**The problem**
From the listing below, copy only the lines from the line that contains "rescales the distance." to the line that contains "#[derive(Clone, Debug, Deserialize, Serialize)]", counting those two lines as part of the copy.

**Supplied material**

↓

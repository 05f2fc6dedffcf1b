use super::*;

fn rewriter() -> Rewriter {
    Rewriter::new(&RewriteConfig::default()).expect("default rules compile")
}

fn rewrite(text: &str) -> String {
    rewriter().rewrite(text).text
}

#[test]
fn wraps_single_line_literal() {
    let result = rewriter().rewrite("    \"hello\";");
    assert_eq!(result.text, "    ic_cdk::println!(\"hello\");");
    assert_eq!(result.blocks, 1);
    assert_eq!(result.skipped, 0);
}

#[test]
fn single_line_without_semicolon_gains_one() {
    assert_eq!(rewrite("        \"ready\""), "        ic_cdk::println!(\"ready\");");
}

#[test]
fn keeps_tab_indentation() {
    assert_eq!(rewrite("\t\"tabbed\";"), "\tic_cdk::println!(\"tabbed\");");
}

#[test]
fn unindented_literal_is_not_a_candidate() {
    let text = "\"top level\";";
    assert_eq!(rewrite(text), text);
}

#[test]
fn lines_with_macro_token_are_never_rewrapped() {
    let text = "    \"already\" // ic_cdk::println! was here";
    assert_eq!(rewrite(text), text);

    let fixed = rewrite("    \"once\";");
    assert_eq!(rewrite(&fixed), fixed);
}

#[test]
fn exclusion_substrings_block_candidates() {
    let cases = [
        "    \"x\"; return value;",
        "    \"{}\".len() + format!(\"a\").len();",
        "    \"boom\"; panic!(\"boom\");",
        "    \"a\"; assert!(ok);",
        "    \"key\" == \"value\";",
        "    \"a\"; let b = 1;",
        "    \"a\"; const B: u8 = 1;",
    ];
    let rewriter = rewriter();
    for line in cases {
        assert!(!rewriter.is_candidate_start(line), "{line:?} should be excluded");
        assert_eq!(rewriter.rewrite(line).text, line);
    }
}

#[test]
fn let_binding_passes_through_verbatim() {
    let text = "fn f() {\n    let x = \"literal\";\n}\n";
    assert_eq!(rewrite(text), text);
}

#[test]
fn rebuilds_multi_line_call_ending_in_paren() {
    let input = [
        "    \"Swap {} {} for {}\",",
        "        amount,",
        "        token,",
        "        target);",
        "    next_step();",
    ]
    .join("\n");
    let expected = [
        "    ic_cdk::println!(\"Swap {} {} for {}\",",
        "        amount,",
        "        token,",
        "        target);",
        "    next_step();",
    ]
    .join("\n");

    let result = rewriter().rewrite(&input);
    assert_eq!(result.text, expected);
    assert_eq!(result.blocks, 1);
    assert_eq!(result.text.lines().count(), input.lines().count());
}

#[test]
fn closes_trailing_comma_continuation() {
    let input = "    \"a {}\",\n        x,\n}";
    assert_eq!(rewrite(input), "    ic_cdk::println!(\"a {}\",\n        x);\n}");
}

#[test]
fn strips_every_trailing_comma_on_last_line() {
    let input = "    \"a {}\",\n        x,,  \n}";
    assert_eq!(rewrite(input), "    ic_cdk::println!(\"a {}\",\n        x);\n}");
}

#[test]
fn closing_paren_line_is_not_a_continuation() {
    let input = "    \"a {}\", x,\n    );";
    assert_eq!(rewrite(input), "    ic_cdk::println!(\"a {}\", x,);\n    );");
}

#[test]
fn unterminated_block_runs_to_end_of_input() {
    let input = "    \"a\",\n        b,\n        c,";
    assert_eq!(rewrite(input), "    ic_cdk::println!(\"a\",\n        b,\n        c);");
}

#[test]
fn continuation_guard_leaves_long_blocks_alone() {
    let config = RewriteConfig {
        max_continuation_lines: Some(1),
        ..RewriteConfig::default()
    };
    let rewriter = Rewriter::new(&config).unwrap();

    let long = "    \"a\",\n        b,\n        c,\n    \"short\";";
    let result = rewriter.rewrite(long);
    assert_eq!(result.skipped, 1);
    assert_eq!(result.blocks, 1);
    assert_eq!(
        result.text,
        "    \"a\",\n        b,\n        c,\n    ic_cdk::println!(\"short\");"
    );

    let within = "    \"a\",\n        b);";
    let result = rewriter.rewrite(within);
    assert_eq!(result.skipped, 0);
    assert_eq!(result.text, "    ic_cdk::println!(\"a\",\n        b);");
}

#[test]
fn classify_labels_every_line() {
    let lines = [
        "fn log() {",
        "    \"count {}\",",
        "        n);",
        "    let s = \"x\";",
        "}",
    ];
    assert_eq!(
        rewriter().classify(&lines),
        vec![
            LineKind::Unrelated,
            LineKind::CandidateStart,
            LineKind::Continuation,
            LineKind::Unrelated,
            LineKind::Unrelated,
        ]
    );
}

#[test]
fn plan_reports_block_ranges() {
    let lines = ["    \"a\";", "x", "    \"b\",", "    c);"];
    assert_eq!(
        rewriter().plan(&lines),
        vec![
            Segment::Block { start: 0, end: 1 },
            Segment::Unrelated(1),
            Segment::Block { start: 2, end: 4 },
        ]
    );
}

#[test]
fn preserves_trailing_newline_and_surrounding_lines() {
    let input = "fn f() {\n    \"hi\";\n}\n";
    assert_eq!(rewrite(input), "fn f() {\n    ic_cdk::println!(\"hi\");\n}\n");
}

#[test]
fn carriage_return_is_trimmed_from_rebuilt_line() {
    assert_eq!(rewrite("    \"hi\";\r\n}"), "    ic_cdk::println!(\"hi\");\n}");
}

#[test]
fn text_without_candidates_is_byte_identical() {
    let text = "use std::fmt;\n\nfn main() {\n    println!(\"ok\");\n}\n";
    let result = rewriter().rewrite(text);
    assert_eq!(result.text, text);
    assert_eq!(result.blocks, 0);

    assert_eq!(rewrite(""), "");
}

#[test]
fn custom_macro_name_is_used_and_respected() {
    let config = RewriteConfig {
        macro_name: "log::info!".to_string(),
        ..RewriteConfig::default()
    };
    let rewriter = Rewriter::new(&config).unwrap();
    assert_eq!(rewriter.macro_name(), "log::info!");
    assert_eq!(rewriter.rewrite("  \"up\";").text, "  log::info!(\"up\");");

    let already = "  \"up\" log::info!";
    assert!(!rewriter.is_candidate_start(already));
}

#[test]
fn continuation_detection() {
    assert!(is_continuation("        value,"));
    assert!(is_continuation("        value);  "));
    assert!(!is_continuation("    );"));
    assert!(!is_continuation("        value"));
    assert!(!is_continuation(""));
}

#[test]
fn quote_led_continuation_is_wrapped_again_on_a_second_pass() {
    let text = "    \"a {} {}\",\n        \"b\",\n        c);";

    let first = rewrite(text);
    assert_eq!(first, "    ic_cdk::println!(\"a {} {}\",\n        \"b\",\n        c);");

    let second = rewrite(&first);
    assert_eq!(
        second,
        "    ic_cdk::println!(\"a {} {}\",\n        ic_cdk::println!(\"b\",\n        c);"
    );
    assert_ne!(second, first);
}
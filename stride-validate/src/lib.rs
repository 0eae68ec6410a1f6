//! Deterministic validation of untrusted movement claims.
//!
//! The validator is pure: no clock, no storage, no network. Given the same
//! claim and the same configuration it always returns the same verdict, which
//! keeps every rule unit-testable in isolation.

use std::collections::{HashMap, HashSet};
use std::fmt;

use rust_decimal::Decimal;
use serde::{Deserialize, Serialize};
use stride_core::{ActivityEvent, ActivityKind, Meters};

/// Why a movement claim was turned away.
///
/// The display string is the stable reason reported to callers; `code` is the
/// snake_case form used for metric labels.
#[derive(Clone, Copy, Debug, Eq, PartialEq)]
pub enum RejectReason {
    InvalidDuration,
    ActivityNotInScope,
    MovementBelowThreshold,
    PaceTooSlow,
    SpeedExceedsLimit,
}

impl RejectReason {
    #[must_use]
    pub fn code(self) -> &'static str {
        match self {
            Self::InvalidDuration => "invalid_duration",
            Self::ActivityNotInScope => "activity_not_in_scope",
            Self::MovementBelowThreshold => "movement_below_threshold",
            Self::PaceTooSlow => "pace_too_slow",
            Self::SpeedExceedsLimit => "speed_exceeds_limit",
        }
    }
}

impl fmt::Display for RejectReason {
    fn fmt(&self, f: &mut fmt::Formatter<'_>) -> fmt::Result {
        let text = match self {
            Self::InvalidDuration => "invalid duration",
            Self::ActivityNotInScope => "activity type not in scope",
            Self::MovementBelowThreshold => "movement below threshold",
            Self::PaceTooSlow => "pace too slow to be intentional",
            Self::SpeedExceedsLimit => "speed exceeds human limits",
        };
        f.write_str(text)
    }
}

/// Outcome of assessing a single claim.
#[derive(Clone, Debug, Eq, PartialEq)]
pub enum Verdict {
    /// The claim passed every rule. Acceptance never rescales the distance.
    Accepted { sanitized_meters: Meters },
    Rejected { reason: RejectReason },
}

/// Tunable thresholds for the rule pipeline.
#[derive(Clone, Debug, Deserialize, Serialize)]
pub struct ValidatorConfig {
    /// GPS jitter floor: claims below this distance are noise.
    #[serde(default = "default_min_distance_meters")]
    pub min_distance_meters: Meters,
    /// Slowest average speed still considered intentional movement.
    #[serde(default = "default_min_speed_mps")]
    pub min_speed_mps: Meters,
    /// Ceiling applied to activities without a dedicated entry below.
    #[serde(default = "default_max_speed_mps")]
    pub max_speed_mps: Meters,
    /// Per-activity speed ceilings in meters per second.
    #[serde(default = "default_activity_ceilings")]
    pub activity_ceilings: HashMap<ActivityKind, Meters>,
    /// Activities that count toward the challenge.
    #[serde(default = "default_allowed_activities")]
    pub allowed_activities: HashSet<ActivityKind>,
}

impl Default for ValidatorConfig {
    fn default() -> Self {
        Self {
            min_distance_meters: default_min_distance_meters(),
            min_speed_mps: default_min_speed_mps(),
            max_speed_mps: default_max_speed_mps(),
            activity_ceilings: default_activity_ceilings(),
            allowed_activities: default_allowed_activities(),
        }
    }
}

impl ValidatorConfig {
    /// Speed ceiling for the given activity, falling back to the global cap.
    #[must_use]
    pub fn ceiling_for(&self, kind: ActivityKind) -> Meters {
        self.activity_ceilings
            .get(&kind)
            .copied()
            .unwrap_or(self.max_speed_mps)
    }
}

/// Applies the movement rules in a fixed order; the first failure wins.
#[derive(Clone, Debug, Default)]
pub struct MovementValidator {
    config: ValidatorConfig,
}

impl MovementValidator {
    #[must_use]
    pub fn new(config: ValidatorConfig) -> Self {
        Self { config }
    }

    #[must_use]
    pub fn config(&self) -> &ValidatorConfig {
        &self.config
    }

    /// Assess one claim. Rule order matters: duration sanity first so the
    /// speed computation below can never divide by zero.
    #[must_use]
    pub fn assess(&self, event: &ActivityEvent) -> Verdict {
        if event.duration_seconds <= 0 {
            return Self::reject(RejectReason::InvalidDuration);
        }

        let kind = match event.activity.parse::<ActivityKind>() {
            Ok(kind) if self.config.allowed_activities.contains(&kind) => kind,
            _ => return Self::reject(RejectReason::ActivityNotInScope),
        };

        if event.distance_meters < self.config.min_distance_meters {
            return Self::reject(RejectReason::MovementBelowThreshold);
        }

        let speed = event.distance_meters / Decimal::from(event.duration_seconds);
        if speed < self.config.min_speed_mps {
            return Self::reject(RejectReason::PaceTooSlow);
        }
        if speed > self.config.ceiling_for(kind) {
            return Self::reject(RejectReason::SpeedExceedsLimit);
        }

        Verdict::Accepted {
            sanitized_meters: event.distance_meters,
        }
    }

    fn reject(reason: RejectReason) -> Verdict {
        Verdict::Rejected { reason }
    }
}

fn default_min_distance_meters() -> Meters {
    Decimal::from(10)
}

fn default_min_speed_mps() -> Meters {
    Decimal::new(3, 1)
}

fn default_max_speed_mps() -> Meters {
    Decimal::from(18)
}

fn default_activity_ceilings() -> HashMap<ActivityKind, Meters> {
    HashMap::from([
        (ActivityKind::Running, Decimal::from(12)),
        (ActivityKind::Cycling, Decimal::from(25)),
    ])
}

fn default_allowed_activities() -> HashSet<ActivityKind> {
    ActivityKind::ALL.iter().copied().collect()
}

↑

**Answer space**
    /// The claim passed every rule. Acceptance never rescales the distance.
    Accepted { sanitized_meters: Meters },
    Rejected { reason: RejectReason },
}

/// Tunable thresholds for the rule pipeline.
#[derive(Clone, Debug, Deserialize, Serialize)]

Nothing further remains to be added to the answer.